As salvaguardas no comércio Brasil-Argentina

Analisando-se o intercâmbio comercial brasileiro e o gaúcho com a Argentina entre 1998 e 2005, verifica-se um saldo sempre deficitário para o Estado. Já em nível nacional, a situação reverteu-se nos últimos dois anos, ocorrendo saldos comerciais positivos e crescentes, devido aos elevados valores exportados para a Argentina, o que reflete o dinamismo do país vizinho.

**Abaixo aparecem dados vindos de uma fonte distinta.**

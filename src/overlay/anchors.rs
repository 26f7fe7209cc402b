//! Anchor geometry for the marker and its labels

use serde::{Deserialize, Serialize};

use crate::host::{ChartView, Point, Rect, Size};

/// Marker size the right-edge anchors are computed for
pub const DEFAULT_MARKER_SIZE: f64 = 20.0;

/// Scene x positions along the right edge of the chart
#[derive(Debug, Clone, Copy, PartialEq)]
pub struct MarkerAnchors {
    /// Where a level line stops short of the marker
    pub line_end: f64,
    /// Where level markers are drawn
    pub marker_right: f64,
    /// Right price axis
    pub r_axis_x: f64,
}

/// Right-edge anchor points, leaving room for the L1 labels and a marker
pub fn marker_right_points(chart: &dyn ChartView, marker_size: f64) -> MarkerAnchors {
    let r_axis_x = chart.right_axis_x();
    let up_to_l1 = r_axis_x - chart.l1_line_len();
    let marker_right = up_to_l1 - 1.375 * 2.0 * marker_size;
    let line_end = marker_right - 6.0 / 16.0 * marker_size;

    MarkerAnchors {
        line_end,
        marker_right,
        r_axis_x,
    }
}

/// Where a label sits relative to a glyph
#[derive(Debug, Clone, Copy, Default, PartialEq, Eq, Serialize, Deserialize)]
#[serde(rename_all = "kebab-case")]
pub enum PinLocation {
    #[default]
    RightOfPathCentered,
    LeftOfPathCentered,
    BelowPathLeftAligned,
    BelowPathRightAligned,
}

/// Label position pinned to a glyph's scene bounding box
pub fn gpath_pin(glyph: Rect, label: Size, location: PinLocation) -> Point {
    match location {
        PinLocation::RightOfPathCentered => {
            glyph.top_right() - Point::new(label.h / 16.0, label.h / 3.0)
        }
        PinLocation::LeftOfPathCentered => {
            glyph.top_left() - Point::new(label.w, label.h / 6.0)
        }
        PinLocation::BelowPathLeftAligned => glyph.bottom_left() - Point::new(0.0, label.h / 6.0),
        PinLocation::BelowPathRightAligned => {
            glyph.bottom_right() - Point::new(label.w, label.h / 6.0)
        }
    }
}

Com o argumento da necessidade de recuperação de seu parque industrial, a Argentina tem adotado medidas protecionistas unilaterais para conter as importações de produtos brasileiros, com destaque para os industrializados. Esse foi o caso das restrições às exportações de geladeiras, máquinas de lavar, televisores e calçados em anos anteriores. E, em 2006, foi firmado um acordo de salvaguarda entre os dois países Mecanismo de Adaptação Competitiva (MAC) —, que permitir á a adoção de cotas temporárias quando o aumento das importações de um sócio prejudicar a indústria local. Isso tem ocasionado manifestações de protesto no Brasil, com ênfase na indústria calçadista gaúcha. O MAC poderá ser usado por ambos os países, mas a regra aplica-se basicamente à Argentina, apesar de alguns produtores gaúchos, como os de vinho, trigo e arroz, já estarem estudando o assunto. Se isso vier a prejudicar as relações intrabloco, não significa o fim do Mercosul. Entretanto é preciso que não haja desvio de comércio de parceiros para outros fornecedores extrabloco, como ocorreu em anos anteriores, na Argentina. Entre medidas unilaterais ou acordos que exijam consultas prévias, ainda parecem ser estes últimos os menos prejudiciais.